李 瑩,李雨衡
(1.云南民族大學 體育學院, 云南 昆明 650031;2.云南師范大學 體育學院, 云南 昆明 650031)
?
元明清時期西南土司府衙中的貴族體育研究
李 瑩1,李雨衡2
(1.云南民族大學 體育學院, 云南 昆明 650031;2.云南師范大學 體育學院, 云南 昆明 650031)
土司府衙(宣撫使)即是土司統治集團,又是各少數民族最高統治者的土司貴族,該集體擁有超社會權力,控制著土司區的全部資源,從而獲得了至高無上的地位,可稱為邊疆的“土皇帝”。各族土司統治者特權膨脹,為彰顯其尊貴身份,凡事都講求獨具一格、高人一等。土司統治者一貫張揚不拘的貴族作風在進行體育活動時也突顯了排他性和獨享性,因此府衙中土司貴族體育由此產生。
土司府衙;貴族體育;土司體育
土司府衙(宣撫使)既是土司統治集團,又是各少數民族最高統治者的土司貴族,該集團擁有超高社會權力,控制著土司區的全部資源,從而獲得了至高無上的地位,可稱為邊疆的“土皇帝”。各族土司統治者特權膨脹,為彰顯其尊貴身份,凡事都講求獨具一格、高人一等。在加上土司經濟的高度集中,催生了“土司貴族體育”, 且獨領風騷,備受土司貴族的大力追捧。那何為“土司貴族體育”呢,府衙中的土司貴族體育特指:土司統治者為一己私利,強行霸占、獨享民間體育或進行奢靡無度的體育活動,主要是滿足土司的精神需求和享樂目的。包含傣族土司創新的傣戲、土家族土司借鑒宮廷體育進行的捶丸運動、被土司強行獨占的捕魚、狩獵活動或具有土司禮教作用的角抵、投壺、禮射等運動,土司統治者一貫張揚不拘的貴族作風在進行體育活動時,也突顯了排他性和獨享性。
1.1 傣戲
1.1.1 傣戲的歸屬問題
干崖傣族土司——刀安仁以“傣族武術”為原型,以祭祀先祖為原始內容,首創了傣戲。但筆者首要問題是要辨析 “傣戲”是否屬于體育范疇,要弄清這一問題我們應從民族體育與民族藝術的起源關系談起。

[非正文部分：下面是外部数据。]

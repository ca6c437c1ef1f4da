use sqlx::SqliteConnection;

use super::{new_id, now};
use crate::models::{Submission, SubmissionKey};

pub async fn fetch_submissions_for_task(
    conn: &mut SqliteConnection,
    task_id: &str,
) -> Result<Vec<Submission>, sqlx::Error> {
    sqlx::query_as::<_, Submission>(
        r#"
        SELECT id, task_id, student_id, filename, original_name, created_at
        FROM submissions
        WHERE task_id = ?
        ORDER BY created_at, rowid
        "#,
    )
    .bind(task_id)
    .fetch_all(&mut *conn)
    .await
}

pub async fn fetch_submissions_for_student(
    conn: &mut SqliteConnection,
    student_id: &str,
) -> Result<Vec<Submission>, sqlx::Error> {
    sqlx::query_as::<_, Submission>(
        r#"
        SELECT id, task_id, student_id, filename, original_name, created_at
        FROM submissions
        WHERE student_id = ?
        ORDER BY created_at, rowid
        "#,
    )
    .bind(student_id)
    .fetch_all(&mut *conn)
    .await
}

/// `(task, student)` pairs of every submission to the course's tasks.
pub async fn fetch_submission_keys_for_course(
    conn: &mut SqliteConnection,
    course_id: &str,
) -> Result<Vec<SubmissionKey>, sqlx::Error> {
    sqlx::query_as::<_, SubmissionKey>(
        r#"
        SELECT s.task_id, s.student_id
        FROM submissions s
        JOIN tasks t ON t.id = s.task_id
        WHERE t.course_id = ?
        "#,
    )
    .bind(course_id)
    .fetch_all(&mut *conn)
    .await
}

pub async fn find_submission_by_id(
    conn: &mut SqliteConnection,
    id: &str,
) -> Result<Option<Submission>, sqlx::Error> {
    sqlx::query_as::<_, Submission>(
        "SELECT id, task_id, student_id, filename, original_name, created_at FROM submissions WHERE id = ?"
    )
    .bind(id)
    .fetch_optional(&mut *conn)
    .await
}

pub async fn find_owned_submission(
    conn: &mut SqliteConnection,
    id: &str,
    user_id: &str,
) -> Result<Option<Submission>, sqlx::Error> {
    sqlx::query_as::<_, Submission>(
        r#"
        SELECT s.id, s.task_id, s.student_id, s.filename, s.original_name, s.created_at
        FROM submissions s
        JOIN tasks t ON t.id = s.task_id
        JOIN courses c ON c.id = t.course_id
        WHERE s.id = ? AND c.user_id = ?
        "#,
    )
    .bind(id)
    .bind(user_id)
    .fetch_optional(&mut *conn)
    .await
}

/// Inserts only while the task is still open; `None` means the task was
/// closed (or deleted) before the row could be written.
pub async fn insert_submission(
    conn: &mut SqliteConnection,
    task_id: &str,
    student_id: &str,
    filename: &str,
    original_name: &str,
) -> Result<Option<Submission>, sqlx::Error> {
    let id = new_id();
    let now = now();

    let inserted = sqlx::query(
        r#"
        INSERT INTO submissions
            (id, task_id, student_id, filename, original_name, created_at)
        SELECT ?, id, ?, ?, ?, ?
        FROM tasks
        WHERE id = ? AND is_done = 0
        "#,
    )
    .bind(&id)
    .bind(student_id)
    .bind(filename)
    .bind(original_name)
    .bind(&now)
    .bind(task_id)
    .execute(&mut *conn)
    .await?
    .rows_affected();

    if inserted == 0 {
        return Ok(None);
    }

    Ok(Some(Submission {
        id,
        task_id: task_id.to_string(),
        student_id: student_id.to_string(),
        filename: filename.to_string(),
        original_name: original_name.to_string(),
        created_at: now,
    }))
}

/// Returns the blob name of the removed row.
pub async fn delete_submission(conn: &mut SqliteConnection, id: &str) -> Result<Option<String>, sqlx::Error> {
    sqlx::query_scalar("DELETE FROM submissions WHERE id = ? RETURNING filename")
        .bind(id)
        .fetch_optional(&mut *conn)
        .await
}
use crate::board::{Board, Color, Piece, Square};
use crate::state::GameState;

/// Score for a delivered checkmate, well above any material total.
pub const CHECKMATE_SCORE: i32 = 100_000;
pub const STALEMATE_SCORE: i32 = 0;

const CENTER_SQUARES: [Square; 4] = [
    Square::new(3, 3),
    Square::new(3, 4),
    Square::new(4, 3),
    Square::new(4, 4),
];

/// Static evaluation in centipawns, always from white's point of view.
#[derive(Debug, Clone)]
pub struct Evaluator {
    // Piece values
    pub pawn_value: i32,
    pub knight_value: i32,
    pub bishop_value: i32,
    pub rook_value: i32,
    pub queen_value: i32,
    pub king_value: i32,

    // Positional bonuses, written from white's side (row 0 = rank 8)
    pub pawn_position_bonus: [[i32; 8]; 8],
    pub knight_position_bonus: [[i32; 8]; 8],
    pub bishop_position_bonus: [[i32; 8]; 8],
    pub rook_position_bonus: [[i32; 8]; 8],
    pub queen_position_bonus: [[i32; 8]; 8],

    /// Flat bonus for a non-king piece on d4, e4, d5 or e5.
    pub center_bonus: i32,
}

impl Default for Evaluator {
    fn default() -> Self {
        Self::new()
    }
}

impl Evaluator {
    pub fn new() -> Self {
        Self {
            pawn_value: 100,
            knight_value: 305,
            bishop_value: 333,
            rook_value: 563,
            queen_value: 950,
            king_value: 0,

            // Pawns are pulled forward, with the d and e files favoured
            pawn_position_bonus: [
                [80, 80, 80, 80, 80, 80, 80, 80],
                [70, 70, 70, 70, 70, 70, 70, 70],
                [30, 30, 40, 50, 50, 40, 30, 30],
                [25, 25, 30, 45, 45, 30, 25, 25],
                [20, 20, 20, 40, 40, 20, 20, 20],
                [25, 15, 10, 20, 20, 10, 15, 25],
                [25, 30, 30, 0, 0, 30, 30, 25],
                [20, 20, 20, 20, 20, 20, 20, 20],
            ],

            knight_position_bonus: [
                [0, 10, 20, 20, 20, 20, 10, 0],
                [10, 30, 50, 50, 50, 50, 30, 10],
                [20, 50, 60, 65, 65, 60, 50, 20],
                [20, 55, 65, 70, 70, 65, 55, 20],
                [20, 50, 65, 70, 70, 65, 50, 20],
                [20, 55, 60, 65, 65, 60, 55, 20],
                [10, 30, 50, 55, 55, 50, 30, 10],
                [0, 10, 20, 20, 20, 20, 10, 0],
            ],

            bishop_position_bonus: [
                [0, 20, 20, 20, 20, 20, 20, 0],
                [20, 40, 40, 40, 40, 40, 40, 20],
                [20, 40, 50, 60, 60, 50, 40, 20],
                [20, 50, 50, 60, 60, 50, 50, 20],
                [20, 40, 60, 60, 60, 60, 40, 20],
                [20, 60, 60, 60, 60, 60, 60, 20],
                [20, 50, 40, 40, 40, 40, 50, 20],
                [0, 20, 20, 20, 20, 20, 20, 0],
            ],

            // Rooks like the seventh rank and the central files of the back rank
            rook_position_bonus: [
                [25, 25, 25, 25, 25, 25, 25, 25],
                [50, 75, 75, 75, 75, 75, 75, 50],
                [0, 25, 25, 25, 25, 25, 25, 0],
                [0, 25, 25, 25, 25, 25, 25, 0],
                [0, 25, 25, 25, 25, 25, 25, 0],
                [0, 25, 25, 25, 25, 25, 25, 0],
                [0, 25, 25, 25, 25, 25, 25, 0],
                [25, 25, 25, 50, 50, 25, 25, 25],
            ],

            queen_position_bonus: [
                [0, 20, 20, 30, 30, 20, 20, 0],
                [20, 40, 40, 40, 40, 40, 40, 20],
                [20, 40, 50, 50, 50, 50, 40, 20],
                [30, 40, 50, 50, 50, 50, 40, 30],
                [40, 40, 50, 50, 50, 50, 40, 30],
                [20, 50, 50, 50, 50, 50, 40, 20],
                [20, 40, 50, 40, 40, 40, 40, 20],
                [0, 20, 20, 30, 30, 20, 20, 0],
            ],

            center_bonus: 50,
        }
    }

    /// Full evaluation of a position. Terminal positions score as a mate for
    /// the side that delivered it, or as a draw; the flags must come from a
    /// fresh `get_valid_moves` call.
    pub fn score_board(&self, state: &GameState) -> i32 {
        if state.is_checkmate() {
            return match state.side_to_move() {
                Color::White => -CHECKMATE_SCORE,
                Color::Black => CHECKMATE_SCORE,
            };
        }
        if state.is_stalemate() {
            return STALEMATE_SCORE;
        }

        let board = state.board();
        let mut score = 0;
        for (square, piece, color) in board.pieces() {
            let value = self.piece_value(piece) + self.position_bonus(piece, color, square);
            score += color.multiplier() * value;
        }
        score
    }

    /// Material balance only, ignoring placement.
    pub fn score_material(&self, board: &Board) -> i32 {
        board
            .pieces()
            .map(|(_, piece, color)| color.multiplier() * self.piece_value(piece))
            .sum()
    }

    pub fn piece_value(&self, piece: Piece) -> i32 {
        match piece {
            Piece::Pawn => self.pawn_value,
            Piece::Knight => self.knight_value,
            Piece::Bishop => self.bishop_value,
            Piece::Rook => self.rook_value,
            Piece::Queen => self.queen_value,
            Piece::King => self.king_value,
        }
    }

    /// Table bonus plus the centre bonus. Kings get neither.
    fn position_bonus(&self, piece: Piece, color: Color, square: Square) -> i32 {
        let table = match piece {
            Piece::Pawn => &self.pawn_position_bonus,
            Piece::Knight => &self.knight_position_bonus,
            Piece::Bishop => &self.bishop_position_bonus,
            Piece::Rook => &self.rook_position_bonus,
            Piece::Queen => &self.queen_position_bonus,
            Piece::King => return 0,
        };

        // black reads the tables upside down
        let row = match color {
            Color::White => square.row as usize,
            Color::Black => 7 - square.row as usize,
        };
        let mut bonus = table[row][square.col as usize];
        if CENTER_SQUARES.contains(&square) {
            bonus += self.center_bonus;
        }
        bonus
    }
}

#[cfg(test)]
mod tests {
    use super::*;

    fn state(fen: &str) -> GameState {
        GameState::from_fen(fen).unwrap()
    }

    #[test]
    fn test_starting_position_is_balanced() {
        let evaluator = Evaluator::new();
        let state = GameState::new();
        assert_eq!(evaluator.score_board(&state), 0);
        assert_eq!(evaluator.score_material(state.board()), 0);
    }

    #[test]
    fn test_mirrored_positions_cancel() {
        let evaluator = Evaluator::new();
        let state = state("4k3/3pn3/8/8/8/8/3PN3/4K3 w - -");
        assert_eq!(evaluator.score_board(&state), 0);
    }

    #[test]
    fn test_material_advantage() {
        let evaluator = Evaluator::new();
        let state = state("4k3/8/8/8/8/8/8/3QK3 w - -");
        assert_eq!(evaluator.score_material(state.board()), 950);
        assert_eq!(evaluator.score_board(&state), 950 + 30);
    }

    #[test]
    fn test_center_bonus() {
        let evaluator = Evaluator::new();
        let on_e4 = state("4k3/8/8/8/4N3/8/8/4K3 w - -");
        let on_h4 = state("4k3/8/8/8/7N/8/8/4K3 w - -");
        assert_eq!(evaluator.score_board(&on_e4), 305 + 70 + 50);
        assert_eq!(evaluator.score_board(&on_h4), 305 + 20);
    }

    #[test]
    fn test_black_tables_are_mirrored() {
        let evaluator = Evaluator::new();
        // a black pawn on its seventh rank (row 6) reads white's row 1
        let state = state("4k3/8/8/8/8/8/p7/4K3 w - -");
        assert_eq!(evaluator.score_board(&state), -(100 + 70));
    }

    #[test]
    fn test_terminal_scores() {
        let evaluator = Evaluator::new();

        let mut mated = state("R5k1/5ppp/8/8/8/8/8/6K1 b - -");
        mated.get_valid_moves();
        assert_eq!(evaluator.score_board(&mated), CHECKMATE_SCORE);

        let mut stalemate = state("7k/5Q2/6K1/8/8/8/8/8 b - -");
        stalemate.get_valid_moves();
        assert_eq!(evaluator.score_board(&stalemate), STALEMATE_SCORE);
    }
}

首先,我國古代以體育、雜技、舞蹈、藝術為表現形式的文化構體中,都以身體運動為表現主體[1]。古時由于土司社會發展的制約與生存環境的限制,社會發展稍微滯后,這種社會狀況制約了民族舞蹈與民族體育的演進程度,使兩者交融在一起并保持著親密的關系。原始民族舞蹈與民族體育活動結緣很近,并沒有明顯區別。人們以身體的活動方式來強身健體或展現藝術之美,兩者之間存在著千絲萬縷的“親緣”關系。例如,許多民族體育項目與藝術都有重合,孔雀舞、阿細跳月等民族健身操項目與舞蹈、音樂、藝術都存在交融現象。但從現今體育學科的研究角度來看,民族健身操項目歸屬于民族體育之列。以此為例,傣戲承襲了傣族武術的身體活動,那么把傣戲歸為體育范疇也在情理之中。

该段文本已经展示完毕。